Stents para obstrucciones de la arteria coronaria

En las últimas décadas, los stents han revolucionado el tratamiento de la enfermedad arterial coronaria . Los stents son puntales metálicos de malla de alambre que se colocan en una arteria para “abrir” la arteria después de una angioplastia . Prácticamente todos los procedimientos de angioplastia en la actualidad incluyen la inserción de un stent.

El propósito de los stents

Los stents están diseñados para disminuir el problema de la reestenosis , que ocurre con frecuencia después de la angioplastia sola. La reestenosis es causada por el crecimiento de tejido nuevo en el sitio de la angioplastia, posiblemente provocada por el trauma que la angioplastia induce invariablemente cuando comprime una placa aterosclerótica .

Los primeros stents fueron hechos de metal sin recubrimiento (stents de metal desnudo, o BMS). La mayoría de los stents modernos están recubiertos con fármacos que inhiben el crecimiento de los tejidos, y por lo tanto inhiben la reestenosis. Estos se llaman stents liberadores de fármacos, o DES. Los stents, especialmente los DES, han minimizado sustancialmente el problema de la reestenosis.

¿Cómo se insertan los stents?

Las endoprótesis se insertan colocando una endoprótesis colapsada sobre un globo desinflado al final de un catéter. El catéter avanza a la porción de la arteria que acaba de ser sometida a una angioplastia, y el balón se infla, expandiendo así el stent contra la pared de la arteria. Luego se desinfla el globo y se retira el catéter, dejando el stent en su lugar. Por lo general, el inflado con balón que se usa para expandir el stent también se usa para realizar la angioplastia real, de modo que la angioplastia / stent se realiza en un solo paso.

Los stents vienen en numerosos tamaños y formas para permitir que el cardiólogo elija el dispositivo que mejor se ajuste a la arteria del paciente.

Complicaciones con stents

Pueden ocurrir problemas si un stent se coloca incorrectamente dentro de la arteria, o si se usa un stent del tamaño o forma incorrectos. Una vez que se coloca un stent en una arteria, no se puede extraer, por lo que los problemas relacionados con ese “despliegue deficiente” son difíciles de tratar y pueden requerir cirugía de bypass . Esta complicación fue mucho más frecuente en los primeros días de uso del stent, cuando solo había disponibles unas pocas variedades de stents para elegir. Afortunadamente, el riesgo de complicaciones por un mal despliegue es mucho menos del 1% en la actualidad.

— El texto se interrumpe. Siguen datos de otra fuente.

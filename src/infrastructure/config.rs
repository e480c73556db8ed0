//! Configuration management

use crate::error::Result;
use serde::{Deserialize, Serialize};
use std::fs;
use std::path::{Path, PathBuf};

/// Default backing file, relative to the working directory
pub const DEFAULT_JOURNAL_FILE: &str = "journal.json";

/// Optional config file looked up in the working directory
pub const CONFIG_FILE: &str = "jotter.toml";

#[derive(Debug, Clone, PartialEq, Serialize, Deserialize)]
pub struct Config {
    pub journal: PathBuf,
}

impl Default for Config {
    fn default() -> Self {
        Config {
            journal: PathBuf::from(DEFAULT_JOURNAL_FILE),
        }
    }
}

impl Config {
    /// Load config from jotter.toml in the given directory.
    /// A missing config file yields the defaults.
    pub fn load_from_dir(dir: &Path) -> Result<Self> {
        let config_path = dir.join(CONFIG_FILE);

        if !config_path.exists() {
            log::debug!("no {} found, using defaults", CONFIG_FILE);
            return Ok(Config::default());
        }

        let contents = fs::read_to_string(&config_path)?;
        let config = toml::from_str(&contents)?;
        Ok(config)
    }

    /// Save config to jotter.toml in the given directory
    pub fn save_to_dir(&self, dir: &Path) -> Result<()> {
        let contents = toml::to_string_pretty(self)?;
        fs::write(dir.join(CONFIG_FILE), contents)?;
        Ok(())
    }

    /// Resolve the journal file path, checking the command-line override
    /// first, then the JOTTER_JOURNAL environment variable, then the
    /// configured path.
    pub fn resolve_journal_path(&self, flag: Option<&Path>) -> PathBuf {
        if let Some(path) = flag {
            return path.to_path_buf();
        }
        if let Ok(path) = std::env::var("JOTTER_JOURNAL") {
            return PathBuf::from(path);
        }
        self.journal.clone()
    }
}

#[cfg(test)]
mod tests {
    use super::*;
    use tempfile::TempDir;

    #[test]
    fn test_default_config() {
        let config = Config::default();
        assert_eq!(config.journal, PathBuf::from("journal.json"));
    }

    #[test]
    fn test_load_missing_config_yields_defaults() {
        let temp = TempDir::new().unwrap();
        let config = Config::load_from_dir(temp.path()).unwrap();
        assert_eq!(config, Config::default());
    }

    #[test]
    fn test_save_and_load_config() {
        let temp = TempDir::new().unwrap();
        let config = Config {
            journal: PathBuf::from("notes/my-journal.json"),
        };

        config.save_to_dir(temp.path()).unwrap();
        assert!(temp.path().join(CONFIG_FILE).exists());

        let loaded = Config::load_from_dir(temp.path()).unwrap();
        assert_eq!(loaded, config);
    }

    #[test]
    fn test_load_malformed_config_fails() {
        let temp = TempDir::new().unwrap();
        fs::write(temp.path().join(CONFIG_FILE), "journal = [not toml").unwrap();

        let result = Config::load_from_dir(temp.path());
        assert!(result.is_err());
    }

    #[test]
    fn test_resolve_journal_path_flag_wins() {
        let config = Config {
            journal: PathBuf::from("configured.json"),
        };
        let resolved = config.resolve_journal_path(Some(Path::new("flagged.json")));
        assert_eq!(resolved, PathBuf::from("flagged.json"));
    }

    #[test]
    fn test_resolve_journal_path_falls_back_to_config() {
        let config = Config {
            journal: PathBuf::from("configured.json"),
        };
        // The integration tests clear JOTTER_JOURNAL; unit tests only check
        // the flag/config ends of the chain to avoid mutating process env
        if std::env::var("JOTTER_JOURNAL").is_err() {
            let resolved = config.resolve_journal_path(None);
            assert_eq!(resolved, PathBuf::from("configured.json"));
        }
    }
}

Una complicación más significativa observada con los stents es la trombosis del stent.

Trombosis del stent

Mientras que los stents han tenido éxito en reducir el problema principal asociado con la angioplastia, la reestenosis, han introducido un nuevo problema: la trombosis del stent. La trombosis del stent es la oclusión repentina de una arteria coronaria en el lugar de colocación del stent, causada por la formación repentina de un coágulo de sangre. Este evento repentino suele ser catastrófico, lo que lleva a un infarto de miocardio (ataque al corazón) o muerte. Afortunadamente, la incidencia de trombosis del stent es bastante pequeña, siempre que se utilicen fármacos antiplaquetarios para inhibir la coagulación de la sangre.

Todos los pacientes que reciben stents deben recibir una “terapia antiplaquetaria dual” (DAPT) con dos medicamentos antiplaquetarios para inhibir la coagulación sanguínea: la aspirina y uno de los bloqueadores del receptor P2Y12. Los bloqueadores P2Y12 que se usan para prevenir la trombosis del stent son clopidogrel ( Plavix ), prasugrel (Effient) y ticagrelor (Brilinta).

DAPT conlleva sus propios riesgos y existe una gran controversia sobre cuánto tiempo deben permanecer los pacientes con estos medicamentos después de recibir un stent. Debido a la posibilidad de trombosis tardía del stent (es decir, la trombosis ocurre un año o más después de la colocación del stent), algunas autoridades instan a los médicos a mantener a sus pacientes con stent en DAPT durante al menos varios años, o quizás para siempre.

La línea de fondo

La conclusión es que los stents han reducido considerablemente el riesgo de reestenosis y han hecho que el tratamiento (relativamente) no invasivo de los bloqueos de las arterias coronarias sea factible y de rutina. Sin embargo, recibir un stent siempre presenta un nuevo problema, el riesgo de trombosis y el manejo óptimo de este riesgo no es un problema trivial.

Cualquier persona cuyo médico recomiende un stent debe considerar cuidadosamente los riesgos y beneficios de esta terapia, así como todas las terapias alternativas disponibles para la enfermedad arterial coronaria.